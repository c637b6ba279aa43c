//! Swap-routing and quoting engine for a DEX aggregator.
//!
//! Given an input token, an amount and a desired output denom, the router
//! discovers candidate pool chains over a heterogeneous pool snapshot,
//! validates them, simulates per-pool swaps (including tick-crossing
//! simulation for concentrated liquidity) and allocates the input across
//! routes to maximize the total output. The block-synchronized snapshot
//! ingestion, persistent storage and delivery layers live behind the
//! [`services::PoolProvider`] boundary.

pub mod config;
pub mod errors;
pub mod models;
pub mod pools;
pub mod router;
pub mod services;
--------------------------------------------------
What the exercise asks:
All of the material above should be set down again, unaltered.

Written reply:
repository c637b6ba279aa43c
//! Swap-routing and quoting engine for a DEX aggregator.
//!
//! Given an input token, an amount and a desired output denom, the router
//! discovers candidate pool chains over a heterogeneous pool snapshot,
//! validates them, simulates per-pool swaps (including tick-crossing
//! simulation for concentrated liquidity) and allocates the input across
//! routes to maximize the total output. The block-synchronized snapshot
//! ingestion, persistent storage and delivery layers live behind the
//! [`services::PoolProvider`] boundary.

pub mod config;
pub mod errors;
pub mod models;
pub mod pools;
pub mod router;
pub mod services;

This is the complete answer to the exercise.